Giving bad news to someone is never easy, and there’s no suitable method to go about it.
Thankfully, you can improve your communication skills to make the situation easier for them and you. How you break the news differs depending on whether you’re speaking to a child or an adult.
For starters, you want to make sure that your delivery is good. Your tone can mean everything when it comes to giving the message. When you are precise and calm in your delivery, those receiving it will clearly understand what you’re trying to tell them.
Did you know that people often model your behavior when they are being confronted? If you come at them in a combative tone, then they are likely to return the attitude. You can expect some opposition or push back if you’re firing someone, but you won’t get the same type of response if you’re telling a person of their relative’s passing.
When breaking bad news, you want to make sure that you use compassion and empathy. Put yourself in the other person’s shoes for just a minute and see how you would react. The individual knows that you can’t resolve their problem, but they will want to feel like you understand their feelings.
Five Tips on Breaking Bad News to A Child
One of the hardest things you will do in life is breaking bad news to children. The challenging aspect is that they don’t understand because their maturity level is not that of yours. The age of the child plays a part in how you will talk to them about the matter.
Children can feel the emotions of their parents and those around them even if they don’t have the ability to grasp what’s going on. The goal is to explain it to them in the most simplistic way possible. When dealing with grade school kids, they don’t need excessive details as their brains cannot process such data.
However, by the time a child gets to be around ten years of age, they can have more meaningful conversations with you, so you don’t have to beat around the bush. Here are some tips on how to break the bad news to children.
1. Be Honest
Many people think that children can’t handle the truth, but what they can’t handle is being lied to. If you learn anything today, remember that children will always find out if you’re lying. If their beloved pet died, don’t tell them they ran away or some other made-up tale.
Sit down and discuss life and death with them; after all, death is just as much a part of life as living. When you’re not honest, you can allow their little minds to try to invent fantasy explanations that can be downright frightening to them. What if a parent lost a job and the child is going to be forced to move?
Moving can be quite terrifying to a child, but what they need from their parent is to know that they have a lovely, warm house waiting on them. The job loss, even to a kid, can be overwhelming. They need to hear from you that everything is going to be okay.
2. Don’t Overwhelm Them with Details
Your child doesn’t need all the particulars about the situation. If you and your spouse are getting a divorce, they don’t need to know if there were infidelity and substance abuse issues. They need to know that they are still loved and will be taken care of regardless of what happens.
They also need to know that mommy or daddy will still be an active part of their life. Being truthful doesn’t mean that you must say everything you know. If that parent has done wrong things, let your child form their conclusions later in life.
It’s never wise to badmouth a spouse because it will only make the situation worse for the child who loves them.

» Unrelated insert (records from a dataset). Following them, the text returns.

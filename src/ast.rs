//! The expression/statement AST the core operates on.
//!
//! The parser itself is an external collaborator: a host parses a PHP
//! document with whatever frontend it likes and lowers the result into
//! these owned, span-carrying nodes. The node set is deliberately closed —
//! type deduction is an exhaustive match over it, and anything a frontend
//! cannot express simply is not deducible.
//!
//! Offsets are byte offsets into the document text, matching the positions
//! used everywhere else in the core.

use crate::types::Span;

/// An argument at a call site. Only the value expression matters to type
/// deduction (named/spread arguments do not change a call's type).
#[derive(Debug, Clone, PartialEq)]
pub struct Arg {
    pub value: Node,
}

impl Arg {
    pub fn new(value: Node) -> Self {
        Self { value }
    }
}

/// A declared parameter of a function, method or closure.
#[derive(Debug, Clone, PartialEq)]
pub struct Param {
    /// The parameter name including the `$` prefix (e.g. "$text").
    pub name: String,
    /// Declared type hint as written (e.g. "string", "Foo"), without any
    /// nullable `?` marker.
    pub hint: Option<String>,
    /// Whether the hint is nullable (`?Foo` or a default of `null`).
    pub nullable: bool,
    /// The `@param` docblock type for this parameter, when the enclosing
    /// function's docblock has one.
    pub docblock_type: Option<String>,
    pub span: Span,
}

/// A deducible AST node.
///
/// Mostly expressions, plus the three statement-level constructs that
/// establish a variable's type and therefore need a deduction rule of
/// their own: `foreach` value bindings, `catch` clauses, and parameter
/// declarations.
#[derive(Debug, Clone, PartialEq)]
pub enum Node {
    /// An integer literal.
    IntLiteral { span: Span },
    /// A float literal.
    FloatLiteral { span: Span },
    /// A string literal. The value is kept for meta override lookups.
    StringLiteral { value: String, span: Span },
    /// An array literal (`[...]` or `array(...)`).
    ArrayLiteral { span: Span },
    /// A variable, name including the `$` prefix.
    Variable { name: String, span: Span },
    /// An assignment expression `lhs = rhs`.
    Assignment {
        lhs: Box<Node>,
        rhs: Box<Node>,
        span: Span,
    },
    /// A `new <class>(...)` expression.
    New { class: Box<Node>, span: Span },
    /// A `clone <expr>` expression.
    Clone { subject: Box<Node>, span: Span },
    /// A ternary. `then` is `None` for the Elvis form `cond ?: else`.
    Ternary {
        condition: Box<Node>,
        then: Option<Box<Node>>,
        r#else: Box<Node>,
        span: Span,
    },
    /// An array index access `base[...]`. The index expression does not
    /// influence the deduced type and is not carried.
    ArrayIndex { base: Box<Node>, span: Span },
    /// A bare name in class-name position (`Foo`, `\A\Foo`, `self`,
    /// `static`, `parent`).
    Name { value: String, span: Span },
    /// A class constant fetch `<class>::NAME`.
    ClassConstFetch {
        class: Box<Node>,
        name: String,
        span: Span,
    },
    /// An instance property fetch `<object>->name`.
    PropertyFetch {
        object: Box<Node>,
        name: String,
        span: Span,
    },
    /// A static property fetch `<class>::$name`. The stored name has no
    /// `$` prefix, matching how properties are indexed.
    StaticPropertyFetch {
        class: Box<Node>,
        name: String,
        span: Span,
    },
    /// An instance method call `<object>->name(...)`.
    MethodCall {
        object: Box<Node>,
        name: String,
        args: Vec<Arg>,
        span: Span,
    },
    /// A static method call `<class>::name(...)`.
    StaticCall {
        class: Box<Node>,
        name: String,
        args: Vec<Arg>,
        span: Span,
    },
    /// A global (or namespaced) function call `name(...)`.
    FunctionCall {
        name: String,
        args: Vec<Arg>,
        span: Span,
    },
    /// An anonymous function. Parameters and body are carried for the
    /// scanner's scope handling; deduction never introspects them.
    Closure {
        params: Vec<Param>,
        body: Vec<Stmt>,
        body_span: Span,
        span: Span,
    },
    /// An arrow function `fn (...) => expr`.
    ArrowFn { params: Vec<Param>, span: Span },
    /// A `foreach (<iterable> as [$key =>] $value)` binding. Deduces the
    /// type of the *value* variable.
    Foreach {
        iterable: Box<Node>,
        key_var: Option<String>,
        value_var: String,
        span: Span,
    },
    /// A `catch (A | B $e)` clause binding. Class names are as written.
    Catch {
        class_names: Vec<String>,
        variable: String,
        span: Span,
    },
    /// A parameter declaration, when it is what establishes a variable's
    /// type at the queried position.
    Param(Box<Param>),
}

impl Node {
    /// The source span of this node.
    pub fn span(&self) -> Span {
        match self {
            Node::IntLiteral { span }
            | Node::FloatLiteral { span }
            | Node::StringLiteral { span, .. }
            | Node::ArrayLiteral { span }
            | Node::Variable { span, .. }
            | Node::Assignment { span, .. }
            | Node::New { span, .. }
            | Node::Clone { span, .. }
            | Node::Ternary { span, .. }
            | Node::ArrayIndex { span, .. }
            | Node::Name { span, .. }
            | Node::ClassConstFetch { span, .. }
            | Node::PropertyFetch { span, .. }
            | Node::StaticPropertyFetch { span, .. }
            | Node::MethodCall { span, .. }
            | Node::StaticCall { span, .. }
            | Node::FunctionCall { span, .. }
            | Node::Closure { span, .. }
            | Node::ArrowFn { span, .. }
            | Node::Foreach { span, .. }
            | Node::Catch { span, .. } => *span,
            Node::Param(param) => param.span,
        }
    }

    /// The textual form of the expression, the way the scanner keys its
    /// expression map: `$var`, `$this->prop`, `Foo::$prop`. Returns `None`
    /// for nodes that are not trackable lvalue-ish expressions.
    pub fn expression_text(&self) -> Option<String> {
        match self {
            Node::Variable { name, .. } => Some(name.clone()),
            Node::PropertyFetch { object, name, .. } => {
                Some(format!("{}->{}", object.expression_text()?, name))
            }
            Node::StaticPropertyFetch { class, name, .. } => match class.as_ref() {
                Node::Name { value, .. } => Some(format!("{}::${}", value, name)),
                _ => None,
            },
            _ => None,
        }
    }
}

/// A documentation comment attached to a statement.
#[derive(Debug, Clone, PartialEq)]
pub struct Docblock {
    /// The comment text including delimiters.
    pub text: String,
    pub span: Span,
}

/// A `catch` clause with its body.
#[derive(Debug, Clone, PartialEq)]
pub struct CatchClause {
    /// The binding itself, always a [`Node::Catch`].
    pub node: Node,
    pub body: Vec<Stmt>,
}

/// A named function or method declaration.
#[derive(Debug, Clone, PartialEq)]
pub struct FunctionDecl {
    pub name: String,
    pub params: Vec<Param>,
    pub body: Vec<Stmt>,
    /// Span of the body block (between the braces).
    pub body_span: Span,
    pub docblock: Option<Docblock>,
    pub span: Span,
}

/// A classlike declaration. Only what position-based lookups need: the
/// name as written and the member methods with their bodies.
#[derive(Debug, Clone, PartialEq)]
pub struct ClassDecl {
    /// The declared name as written in source (resolved on demand through
    /// the Name Resolver).
    pub name: String,
    pub methods: Vec<FunctionDecl>,
    /// Span of the class body (between the braces).
    pub body_span: Span,
    pub span: Span,
}

/// A statement, as lowered by the external parser.
///
/// Only the control structures the Local Type Scanner cares about are
/// modelled; everything else lowers to `Expression` or is omitted by the
/// frontend.
#[derive(Debug, Clone, PartialEq)]
pub enum Stmt {
    /// An expression statement, with the docblock immediately preceding it
    /// (carrier of inline `@var` overrides).
    Expression {
        expr: Node,
        docblock: Option<Docblock>,
        span: Span,
    },
    /// A `{ ... }` grouping with no control-flow meaning.
    Block { body: Vec<Stmt>, span: Span },
    /// An `if` with the else-if chain folded into `else_body` by the
    /// frontend.
    If {
        condition: Node,
        then_body: Vec<Stmt>,
        else_body: Vec<Stmt>,
        span: Span,
    },
    /// A `foreach` loop. `binding` is always a [`Node::Foreach`].
    Foreach {
        binding: Node,
        body: Vec<Stmt>,
        span: Span,
    },
    /// A `try`/`catch`/`finally`.
    Try {
        body: Vec<Stmt>,
        catches: Vec<CatchClause>,
        finally: Vec<Stmt>,
        span: Span,
    },
    /// A `return`, carried so frontends can lower complete bodies.
    Return { expr: Option<Node>, span: Span },
    /// A named function declaration.
    Function(FunctionDecl),
    /// A classlike declaration.
    Class(ClassDecl),
}

impl Stmt {
    pub fn span(&self) -> Span {
        match self {
            Stmt::Expression { span, .. }
            | Stmt::Block { span, .. }
            | Stmt::If { span, .. }
            | Stmt::Foreach { span, .. }
            | Stmt::Try { span, .. }
            | Stmt::Return { span, .. } => *span,
            Stmt::Function(func) => func.span,
            Stmt::Class(class) => class.span,
        }
    }
}

/// A parsed source document: its path, raw text, and lowered program.
///
/// The text is kept alongside the AST because name resolution and docblock
/// matching are position-based.
#[derive(Debug, Clone, PartialEq)]
pub struct Document {
    pub path: String,
    pub text: String,
    pub program: Vec<Stmt>,
}

impl Document {
    pub fn new(path: impl Into<String>, text: impl Into<String>, program: Vec<Stmt>) -> Self {
        Self {
            path: path.into(),
            text: text.into(),
            program,
        }
    }
}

3. Give Them A Chance to Speak
Don’t just drop a bomb on a child and then walk away. They need to be given a chance to speak. It’s quite therapeutic for a child to get what they’re thinking out in the open.
Don’t assume that just because they’re younger that they don’t understand, because most kids understand more than what you think. The last thing that you want to do is allow them to harbor resentment and to develop ill feelings about the issue later.
4. Repeat Important Information Twice
The point must get across to the child, so you may need to repeat parts of what you say twice. Children only can ingest so much at one time, so repeating the important parts ensures that they receive the news. If the key topic is divorce, reiterate that you’re getting a divorce, but they will always be loved and cared for.
5. Show Affection
Depending on the child and the situation, it’s usually appropriate to follow up horrible news with an outward expression of affection. If you just told your little girl that you are divorcing their other parent, they need a hug to help solidify the feeling that they’re okay. Keep an eye on them afterward as children can become depressed too.
Giving some horrible news to an adult is a different ballgame than delivering it to a child. Adults can handle the big topics, but that doesn’t mean that they don’t need empathy and kindness. Here are some tips on how to break horrible news to adults with compassion.
1. Try Not to Blindside Them
In some respects, there is no way to avoid blindsiding a person with horrible news. However, if you can give them advance notice, it may help. People who are given bad news without warning often react negatively.
2. Make Sure You’re In A Comfortable Environment
The environment you deliver the news in is also essential. When dealing with private and hurtful things, you don’t want to tell them in a restaurant that’s full for the dinner rush. Use tact and pick a place where you can talk candidly and privately, so they are not forced to deal with emotions publicly.
3. Use Tactful Wording
Choose your words wisely. It’s okay if you rehearse your speech in front of a mirror before giving it to them. If you’re telling your spouse that you’re leaving and are in love with another person, then you certainly want to choose your words wisely.